--- WORK REQUEST ---
One line at a time, check the entries below for the word "workers", and copy each line that has it.
:: AVAILABLE DATA
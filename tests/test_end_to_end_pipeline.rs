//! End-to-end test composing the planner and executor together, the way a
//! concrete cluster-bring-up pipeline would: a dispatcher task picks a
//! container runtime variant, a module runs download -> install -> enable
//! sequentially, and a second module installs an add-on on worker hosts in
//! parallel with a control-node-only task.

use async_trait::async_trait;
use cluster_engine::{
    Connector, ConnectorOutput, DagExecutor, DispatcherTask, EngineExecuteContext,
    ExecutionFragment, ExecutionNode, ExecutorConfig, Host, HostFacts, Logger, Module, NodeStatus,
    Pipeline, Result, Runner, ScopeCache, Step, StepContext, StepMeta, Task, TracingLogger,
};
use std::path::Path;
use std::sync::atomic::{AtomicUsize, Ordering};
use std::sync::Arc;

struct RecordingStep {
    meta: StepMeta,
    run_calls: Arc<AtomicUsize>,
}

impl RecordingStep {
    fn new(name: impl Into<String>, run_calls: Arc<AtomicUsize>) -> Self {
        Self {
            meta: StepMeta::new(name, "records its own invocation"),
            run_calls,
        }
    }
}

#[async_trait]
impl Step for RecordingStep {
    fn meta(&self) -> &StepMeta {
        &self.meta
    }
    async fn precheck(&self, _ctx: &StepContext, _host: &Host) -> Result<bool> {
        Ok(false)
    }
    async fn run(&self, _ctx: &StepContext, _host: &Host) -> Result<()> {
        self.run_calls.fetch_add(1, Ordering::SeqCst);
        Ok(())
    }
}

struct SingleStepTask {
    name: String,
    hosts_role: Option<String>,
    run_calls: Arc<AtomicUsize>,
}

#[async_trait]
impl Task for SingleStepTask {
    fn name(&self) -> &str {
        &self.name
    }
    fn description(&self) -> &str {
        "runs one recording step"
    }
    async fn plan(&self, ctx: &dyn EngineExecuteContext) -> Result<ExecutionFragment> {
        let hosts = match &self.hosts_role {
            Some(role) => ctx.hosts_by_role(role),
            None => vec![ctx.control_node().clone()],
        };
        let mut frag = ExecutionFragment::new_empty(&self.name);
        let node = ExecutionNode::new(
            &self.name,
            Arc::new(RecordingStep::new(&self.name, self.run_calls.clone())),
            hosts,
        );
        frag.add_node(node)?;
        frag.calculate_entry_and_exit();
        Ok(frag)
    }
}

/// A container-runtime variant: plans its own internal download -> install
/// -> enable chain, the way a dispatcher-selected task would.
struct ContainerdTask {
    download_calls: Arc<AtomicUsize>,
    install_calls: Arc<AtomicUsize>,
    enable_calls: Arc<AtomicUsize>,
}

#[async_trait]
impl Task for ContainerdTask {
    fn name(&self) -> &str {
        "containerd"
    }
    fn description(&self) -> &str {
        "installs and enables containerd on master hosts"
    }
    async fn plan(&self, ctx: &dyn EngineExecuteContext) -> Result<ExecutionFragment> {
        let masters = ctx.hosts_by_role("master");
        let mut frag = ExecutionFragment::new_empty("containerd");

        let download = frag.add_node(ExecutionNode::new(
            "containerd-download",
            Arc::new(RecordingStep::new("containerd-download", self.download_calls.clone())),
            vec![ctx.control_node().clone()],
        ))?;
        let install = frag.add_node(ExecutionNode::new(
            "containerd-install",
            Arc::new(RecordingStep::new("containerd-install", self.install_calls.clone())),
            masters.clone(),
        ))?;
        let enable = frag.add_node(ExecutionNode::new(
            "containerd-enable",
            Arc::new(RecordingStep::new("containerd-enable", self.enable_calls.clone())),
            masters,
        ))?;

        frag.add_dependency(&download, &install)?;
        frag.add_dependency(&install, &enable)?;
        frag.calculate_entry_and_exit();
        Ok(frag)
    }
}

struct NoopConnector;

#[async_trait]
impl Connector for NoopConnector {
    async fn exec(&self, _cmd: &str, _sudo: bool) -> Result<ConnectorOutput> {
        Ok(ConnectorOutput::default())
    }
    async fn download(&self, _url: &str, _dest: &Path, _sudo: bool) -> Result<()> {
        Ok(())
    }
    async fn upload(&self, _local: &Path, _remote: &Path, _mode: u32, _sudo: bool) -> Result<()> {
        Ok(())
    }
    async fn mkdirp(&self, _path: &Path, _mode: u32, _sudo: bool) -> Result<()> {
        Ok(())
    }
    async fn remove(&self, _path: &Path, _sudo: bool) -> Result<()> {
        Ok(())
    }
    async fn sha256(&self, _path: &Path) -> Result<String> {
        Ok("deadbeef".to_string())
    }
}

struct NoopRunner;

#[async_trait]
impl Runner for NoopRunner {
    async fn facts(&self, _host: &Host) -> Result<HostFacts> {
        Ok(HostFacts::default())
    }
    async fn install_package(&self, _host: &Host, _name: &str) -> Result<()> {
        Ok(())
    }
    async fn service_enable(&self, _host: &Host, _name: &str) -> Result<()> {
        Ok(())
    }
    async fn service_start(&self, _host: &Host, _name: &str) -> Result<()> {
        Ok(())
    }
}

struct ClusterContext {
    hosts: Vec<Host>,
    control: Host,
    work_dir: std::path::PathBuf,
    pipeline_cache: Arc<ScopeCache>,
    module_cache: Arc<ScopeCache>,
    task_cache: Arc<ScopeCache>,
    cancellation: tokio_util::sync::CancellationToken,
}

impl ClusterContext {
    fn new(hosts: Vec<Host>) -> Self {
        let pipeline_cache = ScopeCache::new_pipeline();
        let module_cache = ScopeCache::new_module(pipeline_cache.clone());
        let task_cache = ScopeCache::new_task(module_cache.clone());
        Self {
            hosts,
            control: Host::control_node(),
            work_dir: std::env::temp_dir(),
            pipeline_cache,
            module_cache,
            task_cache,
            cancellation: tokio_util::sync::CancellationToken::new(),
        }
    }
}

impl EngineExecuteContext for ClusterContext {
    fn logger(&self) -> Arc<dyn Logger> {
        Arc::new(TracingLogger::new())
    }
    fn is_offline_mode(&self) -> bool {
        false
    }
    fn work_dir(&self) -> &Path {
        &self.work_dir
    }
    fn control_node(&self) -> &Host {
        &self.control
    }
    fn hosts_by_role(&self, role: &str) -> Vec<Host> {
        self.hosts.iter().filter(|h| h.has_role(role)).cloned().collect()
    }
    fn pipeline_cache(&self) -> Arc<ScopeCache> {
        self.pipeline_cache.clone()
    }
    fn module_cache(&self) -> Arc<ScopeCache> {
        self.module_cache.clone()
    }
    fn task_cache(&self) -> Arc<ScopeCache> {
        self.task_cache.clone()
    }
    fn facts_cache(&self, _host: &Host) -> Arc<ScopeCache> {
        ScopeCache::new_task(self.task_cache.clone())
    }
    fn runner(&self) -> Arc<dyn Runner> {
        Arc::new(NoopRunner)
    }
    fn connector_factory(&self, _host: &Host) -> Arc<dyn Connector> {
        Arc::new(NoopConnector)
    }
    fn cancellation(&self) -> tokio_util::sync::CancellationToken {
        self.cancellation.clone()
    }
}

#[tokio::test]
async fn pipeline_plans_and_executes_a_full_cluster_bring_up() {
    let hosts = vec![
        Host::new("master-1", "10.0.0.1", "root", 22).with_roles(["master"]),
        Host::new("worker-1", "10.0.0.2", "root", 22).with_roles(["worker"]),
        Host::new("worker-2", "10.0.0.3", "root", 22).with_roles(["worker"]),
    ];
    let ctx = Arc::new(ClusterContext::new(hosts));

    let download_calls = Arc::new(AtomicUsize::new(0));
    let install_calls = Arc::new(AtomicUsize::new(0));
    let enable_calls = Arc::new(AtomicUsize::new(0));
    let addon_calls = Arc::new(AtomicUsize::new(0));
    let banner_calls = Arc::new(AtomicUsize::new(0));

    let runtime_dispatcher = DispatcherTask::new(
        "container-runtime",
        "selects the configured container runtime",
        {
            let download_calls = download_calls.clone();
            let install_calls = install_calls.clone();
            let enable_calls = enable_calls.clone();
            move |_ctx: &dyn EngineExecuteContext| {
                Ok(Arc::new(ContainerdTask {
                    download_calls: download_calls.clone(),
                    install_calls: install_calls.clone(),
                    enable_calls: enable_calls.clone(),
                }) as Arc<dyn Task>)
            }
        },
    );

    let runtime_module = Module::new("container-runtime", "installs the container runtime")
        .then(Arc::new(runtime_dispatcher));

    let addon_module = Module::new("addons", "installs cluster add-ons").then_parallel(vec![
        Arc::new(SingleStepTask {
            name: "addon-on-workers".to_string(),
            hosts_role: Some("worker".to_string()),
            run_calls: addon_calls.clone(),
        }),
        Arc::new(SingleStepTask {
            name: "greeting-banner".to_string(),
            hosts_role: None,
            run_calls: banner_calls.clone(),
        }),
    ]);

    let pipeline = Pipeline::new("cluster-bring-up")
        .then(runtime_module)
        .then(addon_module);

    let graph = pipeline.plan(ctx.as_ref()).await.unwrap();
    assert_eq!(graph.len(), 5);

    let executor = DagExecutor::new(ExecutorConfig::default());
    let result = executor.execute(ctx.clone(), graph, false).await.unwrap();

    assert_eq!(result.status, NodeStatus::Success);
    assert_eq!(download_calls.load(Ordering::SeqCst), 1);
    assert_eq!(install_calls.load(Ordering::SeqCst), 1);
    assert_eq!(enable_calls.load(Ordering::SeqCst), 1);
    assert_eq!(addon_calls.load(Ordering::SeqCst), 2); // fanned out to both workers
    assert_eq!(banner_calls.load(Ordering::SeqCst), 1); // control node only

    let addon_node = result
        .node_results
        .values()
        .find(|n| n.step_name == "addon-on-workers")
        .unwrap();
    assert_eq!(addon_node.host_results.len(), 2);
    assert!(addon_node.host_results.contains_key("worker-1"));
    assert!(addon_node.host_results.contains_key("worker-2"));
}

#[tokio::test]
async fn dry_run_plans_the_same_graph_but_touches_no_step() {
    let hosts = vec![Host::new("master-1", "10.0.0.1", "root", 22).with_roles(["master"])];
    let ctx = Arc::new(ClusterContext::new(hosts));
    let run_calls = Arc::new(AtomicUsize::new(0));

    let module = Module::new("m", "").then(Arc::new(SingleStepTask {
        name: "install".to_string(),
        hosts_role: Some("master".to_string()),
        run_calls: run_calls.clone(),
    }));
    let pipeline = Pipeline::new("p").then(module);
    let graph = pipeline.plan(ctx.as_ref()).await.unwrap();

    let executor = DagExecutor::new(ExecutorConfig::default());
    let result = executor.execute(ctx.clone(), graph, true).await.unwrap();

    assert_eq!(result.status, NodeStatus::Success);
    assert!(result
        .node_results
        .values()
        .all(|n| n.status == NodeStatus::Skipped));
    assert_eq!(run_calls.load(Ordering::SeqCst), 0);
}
::::
--- SOLUTION ---
            name: "addon-on-workers".to_string(),
    assert_eq!(addon_calls.load(Ordering::SeqCst), 2); // fanned out to both workers
        .find(|n| n.step_name == "addon-on-workers")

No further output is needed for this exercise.